Records from a dataset:
════════
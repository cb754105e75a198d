//! Error types for the editor

use thiserror::Error;

#[derive(Error, Debug)]
pub enum EditorError {
    /// A slicing run or batch is active; retry once it completes
    #[error("Background processing is running")]
    Busy,

    #[error("Mutation error: {0}")]
    Mutation(#[from] crate::mutations::MutationError),

    #[error("History error: {0}")]
    History(#[from] crate::history::HistoryError),

    #[error("Plate error: {0}")]
    Plate(#[from] crate::plates::PlateError),

    #[error("Cannot open an edit session without a tool")]
    IdleSession,

    #[error("Config error: {0}")]
    Config(#[from] plater_common::CommonError),
}

impl EditorError {
    pub fn is_busy(&self) -> bool {
        matches!(self, EditorError::Busy)
    }
}
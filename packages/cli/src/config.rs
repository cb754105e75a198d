use anyhow::{Context, Result};
use plater_editor::ProjectConfig;
use std::path::{Path, PathBuf};

pub const DEFAULT_CONFIG_NAME: &str = "plater.config.json";

/// Path of the config file: `explicit` when given, else the default name in `cwd`
pub fn config_path(cwd: &str, explicit: Option<&Path>) -> PathBuf {
    match explicit {
        Some(path) if path.is_absolute() => path.to_path_buf(),
        Some(path) => PathBuf::from(cwd).join(path),
        None => PathBuf::from(cwd).join(DEFAULT_CONFIG_NAME),
    }
}

/// Load the project config, falling back to defaults when no file exists
pub fn load(cwd: &str, explicit: Option<&Path>) -> Result<ProjectConfig> {
    let path = config_path(cwd, explicit);
    if explicit.is_some() && !path.exists() {
        anyhow::bail!("Config file does not exist: {}", path.display());
    }
    ProjectConfig::load(&path).with_context(|| format!("Failed to read {}", path.display()))
}

#[cfg(test)]
mod tests {
    use super::*;

    #[test]
    fn test_missing_default_config_uses_defaults() {
        let dir = tempfile::tempdir().unwrap();
        let cwd = dir.path().display().to_string();

        let config = load(&cwd, None).unwrap();
        assert_eq!(config, ProjectConfig::default());
    }

    #[test]
    fn test_parse_config() {
        let dir = tempfile::tempdir().unwrap();
        std::fs::write(
            dir.path().join(DEFAULT_CONFIG_NAME),
            r#"{
                "debounceMs": 50,
                "backgroundProcessing": false,
                "printConfig": { "layer_height": "0.3" }
            }"#,
        )
        .unwrap();
        let cwd = dir.path().display().to_string();

        let config = load(&cwd, None).unwrap();
        assert_eq!(config.debounce_ms, 50);
        assert!(!config.background_processing);
        assert_eq!(config.print_config["layer_height"], "0.3");
        assert_eq!(config.completion_queue_capacity, 32);
    }

    #[test]
    fn test_explicit_config_must_exist() {
        let dir = tempfile::tempdir().unwrap();
        let cwd = dir.path().display().to_string();

        assert!(load(&cwd, Some(Path::new("other.json"))).is_err());
    }
}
════════
What to do: Give back every entry exactly, with nothing left out.

Solution to this problem:
repository cb754105e75a198d
//! Error types for the editor

use thiserror::Error;

#[derive(Error, Debug)]
pub enum EditorError {
    /// A slicing run or batch is active; retry once it completes
    #[error("Background processing is running")]
    Busy,

    #[error("Mutation error: {0}")]
    Mutation(#[from] crate::mutations::MutationError),

    #[error("History error: {0}")]
    History(#[from] crate::history::HistoryError),

    #[error("Plate error: {0}")]
    Plate(#[from] crate::plates::PlateError),

    #[error("Cannot open an edit session without a tool")]
    IdleSession,

    #[error("Config error: {0}")]
    Config(#[from] plater_common::CommonError),
}

impl EditorError {
    pub fn is_busy(&self) -> bool {
        matches!(self, EditorError::Busy)
    }
}
filename packages/cli/src/config.rs
repository cb754105e75a198d
use anyhow::{Context, Result};
use plater_editor::ProjectConfig;
use std::path::{Path, PathBuf};

pub const DEFAULT_CONFIG_NAME: &str = "plater.config.json";

/// Path of the config file: `explicit` when given, else the default name in `cwd`
pub fn config_path(cwd: &str, explicit: Option<&Path>) -> PathBuf {
    match explicit {
        Some(path) if path.is_absolute() => path.to_path_buf(),
        Some(path) => PathBuf::from(cwd).join(path),
        None => PathBuf::from(cwd).join(DEFAULT_CONFIG_NAME),
    }
}

/// Load the project config, falling back to defaults when no file exists
pub fn load(cwd: &str, explicit: Option<&Path>) -> Result<ProjectConfig> {
    let path = config_path(cwd, explicit);
    if explicit.is_some() && !path.exists() {
        anyhow::bail!("Config file does not exist: {}", path.display());
    }
    ProjectConfig::load(&path).with_context(|| format!("Failed to read {}", path.display()))
}

#[cfg(test)]
mod tests {
    use super::*;

    #[test]
    fn test_missing_default_config_uses_defaults() {
        let dir = tempfile::tempdir().unwrap();
        let cwd = dir.path().display().to_string();

        let config = load(&cwd, None).unwrap();
        assert_eq!(config, ProjectConfig::default());
    }

    #[test]
    fn test_parse_config() {
        let dir = tempfile::tempdir().unwrap();
        std::fs::write(
            dir.path().join(DEFAULT_CONFIG_NAME),
            r#"{
                "debounceMs": 50,
                "backgroundProcessing": false,
                "printConfig": { "layer_height": "0.3" }
            }"#,
        )
        .unwrap();
        let cwd = dir.path().display().to_string();

        let config = load(&cwd, None).unwrap();
        assert_eq!(config.debounce_ms, 50);
        assert!(!config.background_processing);
        assert_eq!(config.print_config["layer_height"], "0.3");
        assert_eq!(config.completion_queue_capacity, 32);
    }

    #[test]
    fn test_explicit_config_must_exist() {
        let dir = tempfile::tempdir().unwrap();
        let cwd = dir.path().display().to_string();

        assert!(load(&cwd, Some(Path::new("other.json"))).is_err());
    }
}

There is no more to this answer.